Work instructions: Take every line from the records below that includes the word "behaviour".

[Opening Available data section]

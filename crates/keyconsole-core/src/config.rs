//! Configuration management for the key console

use serde::{Deserialize, Serialize};
use std::path::{Path, PathBuf};

/// Prefix of environment variables overriding configuration values
pub const ENV_PREFIX: &str = "KEYCONSOLE";

/// Main configuration structure
#[derive(Debug, Clone, Default, Serialize, Deserialize)]
pub struct Config {
    /// Backend API configuration
    #[serde(default)]
    pub api: ApiConfig,

    /// Session token storage
    #[serde(default)]
    pub session: SessionConfig,

    /// Console behaviour
    #[serde(default)]
    pub console: ConsoleConfig,

    /// Logging configuration
    #[serde(default)]
    pub logging: LoggingConfig,
}

/// Backend API configuration
#[derive(Debug, Clone, Serialize, Deserialize)]
pub struct ApiConfig {
    /// Base URL of the backend, without the API prefix
    #[serde(default = "default_base_url")]
    pub base_url: String,

    /// Prefix of the versioned REST API
    #[serde(default = "default_api_prefix")]
    pub api_prefix: String,

    /// Request timeout in seconds
    #[serde(default = "default_request_timeout")]
    pub request_timeout: u64,
}

/// Where the bearer token is persisted
#[derive(Debug, Clone, Copy, PartialEq, Eq, Serialize, Deserialize)]
#[serde(rename_all = "lowercase")]
pub enum TokenStoreKind {
    /// JSON file on disk
    File,
    /// Process memory only
    Memory,
}

/// Session token storage configuration
#[derive(Debug, Clone, Serialize, Deserialize)]
pub struct SessionConfig {
    /// Fixed key the token is stored under
    #[serde(default = "default_token_key")]
    pub token_key: String,

    /// Storage backend
    #[serde(default = "default_store")]
    pub store: TokenStoreKind,

    /// Session file, defaults to the platform config directory
    #[serde(default)]
    pub path: Option<PathBuf>,
}

/// Console behaviour configuration
#[derive(Debug, Clone, Serialize, Deserialize)]
pub struct ConsoleConfig {
    /// Initial rows per page
    #[serde(default = "default_page_size")]
    pub default_page_size: u32,

    /// Page sizes offered by the page-size selector
    #[serde(default = "default_page_size_options")]
    pub page_size_options: Vec<u32>,

    /// How long transient notifications stay visible
    #[serde(default = "default_notification_duration_ms")]
    pub notification_duration_ms: u64,
}

/// Logging configuration
#[derive(Debug, Clone, Serialize, Deserialize)]
pub struct LoggingConfig {
    /// Log level
    #[serde(default = "default_log_level")]
    pub level: String,

    /// Log format (json or pretty)
    #[serde(default = "default_log_format")]
    pub format: String,

    /// Log to file
    #[serde(default)]
    pub file: Option<PathBuf>,
}

// Default value functions
fn default_base_url() -> String {
    "http://localhost:8000".to_string()
}

fn default_api_prefix() -> String {
    "/api/v1".to_string()
}

const fn default_request_timeout() -> u64 {
    30
}

fn default_token_key() -> String {
    "access_token".to_string()
}

const fn default_store() -> TokenStoreKind {
    TokenStoreKind::File
}

const fn default_page_size() -> u32 {
    crate::types::DEFAULT_PAGE_SIZE
}

fn default_page_size_options() -> Vec<u32> {
    vec![10, 20, 50]
}

const fn default_notification_duration_ms() -> u64 {
    2000
}

fn default_log_level() -> String {
    "info".to_string()
}

fn default_log_format() -> String {
    "pretty".to_string()
}

impl Default for ApiConfig {
    fn default() -> Self {
        Self {
            base_url: default_base_url(),
            api_prefix: default_api_prefix(),
            request_timeout: default_request_timeout(),
        }
    }
}

impl Default for SessionConfig {
    fn default() -> Self {
        Self {
            token_key: default_token_key(),
            store: default_store(),
            path: None,
        }
    }
}

impl Default for ConsoleConfig {
    fn default() -> Self {
        Self {
            default_page_size: default_page_size(),
            page_size_options: default_page_size_options(),
            notification_duration_ms: default_notification_duration_ms(),
        }
    }
}

impl Default for LoggingConfig {
    fn default() -> Self {
        Self {
            level: default_log_level(),
            format: default_log_format(),
            file: None,
        }
    }
}

impl ApiConfig {
    /// Absolute URL of a path under the versioned API prefix
    pub fn api_url(&self, path: &str) -> String {
        format!(
            "{}{}{}",
            self.base_url.trim_end_matches('/'),
            self.api_prefix.trim_end_matches('/'),
            path
        )
    }
}

impl SessionConfig {
    /// Resolved session file location
    pub fn resolved_path(&self) -> crate::Result<PathBuf> {
        if let Some(path) = &self.path {
            return Ok(path.clone());
        }

        directories::ProjectDirs::from("dev", "keyconsole", "keyconsole")
            .map(|dirs| dirs.config_dir().join("session.json"))
            .ok_or(crate::Error::NoConfigDir)
    }
}

impl Config {
    /// Load configuration from `keyconsole.toml` (or `path`) and `KEYCONSOLE__*` variables
    ///
    /// # Errors
    ///
    /// Returns an error if configuration cannot be loaded, parsed or validated.
    pub fn load(path: Option<&Path>) -> crate::Result<Self> {
        let file = path.map_or_else(
            || config::File::with_name("keyconsole").required(false),
            |path| config::File::from(path).required(true),
        );

        let config: Self = config::Config::builder()
            .add_source(file)
            .add_source(
                config::Environment::with_prefix(ENV_PREFIX)
                    .prefix_separator("__")
                    .separator("__"),
            )
            .build()?
            .try_deserialize()?;

        config.validate()?;
        tracing::debug!(
            base_url = %config.api.base_url,
            store = ?config.session.store,
            "configuration loaded"
        );
        Ok(config)
    }

    /// Check cross-field constraints
    ///
    /// # Errors
    ///
    /// Returns a configuration error describing the first violated constraint.
    pub fn validate(&self) -> crate::Result<()> {
        if self.api.base_url.trim().is_empty() {
            return Err(crate::Error::setting("api.base_url", "must not be empty"));
        }
        if !self.api.base_url.starts_with("http://") && !self.api.base_url.starts_with("https://")
        {
            return Err(crate::Error::setting(
                "api.base_url",
                "must start with http:// or https://",
            ));
        }
        if self.session.token_key.trim().is_empty() {
            return Err(crate::Error::setting("session.token_key", "must not be empty"));
        }
        if self.console.page_size_options.is_empty() {
            return Err(crate::Error::setting(
                "console.page_size_options",
                "must not be empty",
            ));
        }
        if self.console.page_size_options.contains(&0) || self.console.default_page_size == 0 {
            return Err(crate::Error::setting("console", "page sizes must be positive"));
        }
        Ok(())
    }
}

#[cfg(test)]
#[allow(clippy::unwrap_used)]
mod tests {
    use super::*;
    use pretty_assertions::assert_eq;
    use std::io::Write;

    #[test]
    fn test_config_default() {
        let config = Config::default();

        assert_eq!(config.api.base_url, "http://localhost:8000");
        assert_eq!(config.api.api_prefix, "/api/v1");
        assert_eq!(config.api.request_timeout, 30);

        assert_eq!(config.session.token_key, "access_token");
        assert_eq!(config.session.store, TokenStoreKind::File);
        assert!(config.session.path.is_none());

        assert_eq!(config.console.default_page_size, 10);
        assert_eq!(config.console.page_size_options, vec![10, 20, 50]);
        assert_eq!(config.console.notification_duration_ms, 2000);

        assert_eq!(config.logging.level, "info");
        assert_eq!(config.logging.format, "pretty");
        assert!(config.logging.file.is_none());

        assert!(config.validate().is_ok());
    }

    #[test]
    fn test_api_url_joins_without_double_slashes() {
        let api = ApiConfig {
            base_url: "https://keys.example.com/".to_string(),
            api_prefix: "/api/v1/".to_string(),
            request_timeout: 5,
        };

        assert_eq!(
            api.api_url("/api-keys/batch"),
            "https://keys.example.com/api/v1/api-keys/batch"
        );
    }

    #[test]
    fn test_partial_config_deserialization() {
        let toml_str = r#"
            [api]
            base_url = "https://keys.internal"

            [session]
            store = "memory"
        "#;

        let config: Config = toml::from_str(toml_str).unwrap();
        assert_eq!(config.api.base_url, "https://keys.internal");
        assert_eq!(config.api.api_prefix, "/api/v1");
        assert_eq!(config.session.store, TokenStoreKind::Memory);
        assert_eq!(config.console.default_page_size, 10);
    }

    #[test]
    fn test_load_from_explicit_file() {
        let mut file = tempfile::Builder::new().suffix(".toml").tempfile().unwrap();
        writeln!(
            file,
            "[console]\ndefault_page_size = 20\n\n[logging]\nformat = \"json\""
        )
        .unwrap();

        let config = Config::load(Some(file.path())).unwrap();
        assert_eq!(config.console.default_page_size, 20);
        assert_eq!(config.logging.format, "json");
    }

    #[test]
    fn test_validation_rejects_bad_base_url() {
        let mut config = Config::default();
        config.api.base_url = "keys.example.com".to_string();

        let err = config.validate().unwrap_err();
        assert!(err.to_string().contains("http://"));
    }

    #[test]
    fn test_validation_rejects_zero_page_size() {
        let mut config = Config::default();
        config.console.page_size_options = vec![10, 0];
        assert!(config.validate().is_err());
    }

    #[test]
    fn test_explicit_session_path_wins() {
        let session = SessionConfig {
            path: Some(PathBuf::from("/tmp/keyconsole-session.json")),
            ..SessionConfig::default()
        };
        assert_eq!(
            session.resolved_path().unwrap(),
            PathBuf::from("/tmp/keyconsole-session.json")
        );
    }
}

[Closing Available data section]

Task solution:
    /// Console behaviour
/// Console behaviour configuration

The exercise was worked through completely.